Saved data entries
----------
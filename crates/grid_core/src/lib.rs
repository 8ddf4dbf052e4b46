use async_trait::async_trait;
use shared::{
    domain::{
        CapsuleRow, CapsuleStatus, FilterState, GridResult, PageSize, SearchField, PLACEHOLDER,
    },
    error::FetchError,
    protocol::{CapsuleListResponse, CapsuleRecord},
};
use tokio::sync::Mutex;
use tracing::{info, warn};

pub mod date;
pub mod rest;

pub use rest::RestCapsuleService;

/// Boundary to the remote capsule listing service. The query string is
/// already fully assembled by the controller; implementations only move
/// it over the wire and decode one page.
#[async_trait]
pub trait CapsuleService: Send + Sync {
    async fn fetch(&self, query: &str) -> Result<CapsuleListResponse, FetchError>;
}

/// Builds the listing query. Field order is fixed (limit/offset, search
/// term, status) for compatibility with the upstream query parser. The
/// search term is only appended when a search field is selected; stray
/// `search_text` without a field is ignored here rather than in the UI.
pub fn build_query(filters: &FilterState, page_index: u32, page_size: PageSize) -> String {
    let limit = page_size.limit();
    let offset = i64::from(page_index) * limit;
    let mut query = format!("limit={limit}&offset={offset}");
    if let Some(field) = filters.search_field {
        query.push_str(&format!("&{}={}", field.as_query_key(), filters.search_text));
    }
    if let Some(status) = filters.status {
        query.push_str(&format!("&status={}", status.as_query_value()));
    }
    query
}

/// Number of blank padding rows so the last page does not visually shrink
/// the table. Zero on the first page and for the unbounded page size.
pub fn empty_row_count(page_index: u32, page_size: PageSize, total_count: u64) -> u64 {
    if page_index == 0 {
        return 0;
    }
    let limit = page_size.limit();
    if limit <= 0 {
        return 0;
    }
    let reachable = (i64::from(page_index) + 1) * limit;
    (reachable - total_count.min(i64::MAX as u64) as i64).max(0) as u64
}

/// Index of the last page holding any results: `ceil(total / size) - 1`,
/// clamped to 0. The unbounded size always fits everything on page 0.
pub fn last_page_index(total_count: u64, page_size: PageSize) -> u32 {
    let limit = page_size.limit();
    if limit <= 0 || total_count == 0 {
        return 0;
    }
    let limit = limit as u64;
    (total_count.div_ceil(limit) - 1).min(u32::MAX as u64) as u32
}

fn text_or_placeholder(value: Option<&str>) -> String {
    value.map_or_else(|| PLACEHOLDER.to_string(), str::to_string)
}

fn number_or_placeholder(value: Option<i64>) -> String {
    value.map_or_else(|| PLACEHOLDER.to_string(), |n| n.to_string())
}

/// Maps one wire record into a display row: placeholder defaulting for
/// every absent field, launch date through the date formatter (which has
/// its own fallback).
fn to_row(record: &CapsuleRecord) -> CapsuleRow {
    CapsuleRow {
        serial: text_or_placeholder(record.capsule_serial.as_deref()),
        status: text_or_placeholder(record.status.as_deref()),
        launch_date: date::launch_date_display(record.original_launch.as_deref()),
        landings: number_or_placeholder(record.landings),
        kind: text_or_placeholder(record.kind.as_deref()),
        details: text_or_placeholder(record.details.as_deref()),
        reuse_count: number_or_placeholder(record.reuse_count),
    }
}

/// Everything the render layer needs for one frame, cloned out of the
/// controller under its lock.
#[derive(Debug, Clone)]
pub struct GridSnapshot {
    pub rows: Vec<CapsuleRow>,
    pub total_count: u64,
    pub filters: FilterState,
    pub page_index: u32,
    pub page_size: PageSize,
    pub loading: bool,
    pub submit_pending: bool,
    pub clear_pending: bool,
    pub last_error: Option<FetchError>,
    pub empty_row_count: u64,
    pub has_prev: bool,
    pub has_next: bool,
}

struct GridState {
    filters: FilterState,
    page_index: u32,
    page_size: PageSize,
    result: GridResult,
    loading: bool,
    submit_pending: bool,
    clear_pending: bool,
    filters_version: u64,
    issued_seq: u64,
    last_error: Option<FetchError>,
}

impl Default for GridState {
    fn default() -> Self {
        Self {
            filters: FilterState::default(),
            page_index: 0,
            page_size: PageSize::default(),
            result: GridResult::default(),
            loading: false,
            submit_pending: false,
            clear_pending: false,
            filters_version: 0,
            issued_seq: 0,
            last_error: None,
        }
    }
}

/// Owns the filter and pagination state of the capsule table, derives the
/// listing query and keeps the current page of display rows.
///
/// All mutating operations refetch explicitly before returning; there is
/// no hidden reactive trigger. The state lock is never held across the
/// service call, so a refetch superseded by a newer one resolves against
/// a stale sequence number and is dropped instead of overwriting fresher
/// rows.
pub struct GridController<S: CapsuleService> {
    service: S,
    inner: Mutex<GridState>,
}

impl<S: CapsuleService> GridController<S> {
    pub fn new(service: S) -> Self {
        Self {
            service,
            inner: Mutex::new(GridState::default()),
        }
    }

    /// Initial fetch with the default filters and page state.
    pub async fn load(&self) {
        self.refetch().await;
    }

    /// Jumps to `new_page_index` and refetches with the current filters
    /// and page size. No upper bound is enforced; a page past the end is
    /// passed through and the service may answer with an empty page.
    pub async fn set_page(&self, new_page_index: u32) {
        {
            let mut inner = self.inner.lock().await;
            inner.page_index = new_page_index;
        }
        self.refetch().await;
    }

    /// Switches the rows-per-page choice, snapping back to the first
    /// page, and refetches.
    pub async fn set_page_size(&self, new_size: PageSize) {
        {
            let mut inner = self.inner.lock().await;
            inner.page_size = new_size;
            inner.page_index = 0;
        }
        self.refetch().await;
    }

    /// Local filter edit; takes effect on the next submit.
    pub async fn set_search_field(&self, field: Option<SearchField>) {
        self.inner.lock().await.filters.search_field = field;
    }

    /// Local filter edit; takes effect on the next submit.
    pub async fn set_search_text(&self, text: impl Into<String>) {
        self.inner.lock().await.filters.search_text = text.into();
    }

    /// Local filter edit; takes effect on the next submit.
    pub async fn set_status(&self, status: Option<CapsuleStatus>) {
        self.inner.lock().await.filters.status = status;
    }

    /// Applies the edited filters. A submit with nothing filled in is a
    /// no-op: no busy flag, no fetch. Otherwise the page state resets to
    /// the first page at the default size and a refetch runs, forced even
    /// when the filters are identical to the previous submit.
    ///
    /// Returns whether a fetch was triggered.
    pub async fn submit_filters(&self) -> bool {
        {
            let mut inner = self.inner.lock().await;
            if inner.filters.is_empty() {
                return false;
            }
            inner.page_index = 0;
            inner.page_size = PageSize::default();
            inner.submit_pending = true;
            inner.filters_version += 1;
        }
        self.refetch().await;
        true
    }

    /// Unconditionally wipes all filters, resets the page state and
    /// refetches exactly once.
    pub async fn clear_filters(&self) {
        {
            let mut inner = self.inner.lock().await;
            inner.filters = FilterState::default();
            inner.page_index = 0;
            inner.page_size = PageSize::default();
            inner.clear_pending = true;
            inner.filters_version += 1;
        }
        self.refetch().await;
    }

    /// Returns whether a page change happened (false at the boundary).
    pub async fn first_page(&self) -> bool {
        let target = {
            let inner = self.inner.lock().await;
            if inner.page_index == 0 {
                return false;
            }
            0
        };
        self.set_page(target).await;
        true
    }

    /// Returns whether a page change happened (false at the boundary).
    pub async fn prev_page(&self) -> bool {
        let target = {
            let inner = self.inner.lock().await;
            if inner.page_index == 0 {
                return false;
            }
            inner.page_index - 1
        };
        self.set_page(target).await;
        true
    }

    /// Returns whether a page change happened (false at the boundary).
    pub async fn next_page(&self) -> bool {
        let target = {
            let inner = self.inner.lock().await;
            let last = last_page_index(inner.result.total_count, inner.page_size);
            if inner.page_index >= last {
                return false;
            }
            inner.page_index + 1
        };
        self.set_page(target).await;
        true
    }

    /// Returns whether a page change happened (false at the boundary).
    pub async fn last_page(&self) -> bool {
        let target = {
            let inner = self.inner.lock().await;
            let last = last_page_index(inner.result.total_count, inner.page_size);
            if inner.page_index >= last {
                return false;
            }
            last
        };
        self.set_page(target).await;
        true
    }

    pub async fn snapshot(&self) -> GridSnapshot {
        let inner = self.inner.lock().await;
        let last = last_page_index(inner.result.total_count, inner.page_size);
        GridSnapshot {
            rows: inner.result.rows.clone(),
            total_count: inner.result.total_count,
            filters: inner.filters.clone(),
            page_index: inner.page_index,
            page_size: inner.page_size,
            loading: inner.loading,
            submit_pending: inner.submit_pending,
            clear_pending: inner.clear_pending,
            last_error: inner.last_error.clone(),
            empty_row_count: empty_row_count(
                inner.page_index,
                inner.page_size,
                inner.result.total_count,
            ),
            has_prev: inner.page_index > 0,
            has_next: inner.page_index < last,
        }
    }

    /// Issues one fetch for the current query. Rows are cleared up front
    /// so the table renders a loading state instead of stale data. Each
    /// request takes the next sequence number under the lock; by the time
    /// the response lands, a higher sequence means a newer request
    /// superseded this one and the response is dropped.
    ///
    /// On failure the previous `GridResult` is kept (minus the cleared
    /// rows) and the error is surfaced through the snapshot. No retries,
    /// no timeouts.
    async fn refetch(&self) {
        let (seq, query) = {
            let mut inner = self.inner.lock().await;
            inner.loading = true;
            inner.result.rows.clear();
            inner.last_error = None;
            inner.issued_seq += 1;
            (
                inner.issued_seq,
                build_query(&inner.filters, inner.page_index, inner.page_size),
            )
        };

        info!(seq, query = %query, "grid: fetching capsules");
        let outcome = self.service.fetch(&query).await;

        let mut inner = self.inner.lock().await;
        if seq != inner.issued_seq {
            warn!(
                seq,
                latest = inner.issued_seq,
                "grid: dropping superseded fetch response"
            );
            return;
        }

        match outcome {
            Ok(body) => {
                let rows: Vec<CapsuleRow> = body.results.iter().map(to_row).collect();
                info!(seq, total = body.count, rows = rows.len(), "grid: fetch complete");
                inner.result = GridResult {
                    rows,
                    total_count: body.count,
                };
            }
            Err(err) => {
                warn!(seq, error = %err, "grid: fetch failed; keeping previous result");
                inner.last_error = Some(err);
            }
        }
        inner.loading = false;
        inner.submit_pending = false;
        inner.clear_pending = false;
    }
}

#[cfg(test)]
#[path = "tests/lib_tests.rs"]
mod tests;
----------
EXERCISE GOAL –
Print, exactly as written, the first line of the records above and each line after it until the line with "pub use rest::RestCapsuleService;", which is printed too.

EXERCISE SOLUTION –
filename crates/grid_core/src/lib.rs
repository 8ddf4dbf052e4b46
use async_trait::async_trait;
use shared::{
    domain::{
        CapsuleRow, CapsuleStatus, FilterState, GridResult, PageSize, SearchField, PLACEHOLDER,
    },
    error::FetchError,
    protocol::{CapsuleListResponse, CapsuleRecord},
};
use tokio::sync::Mutex;
use tracing::{info, warn};

pub mod date;
pub mod rest;

pub use rest::RestCapsuleService;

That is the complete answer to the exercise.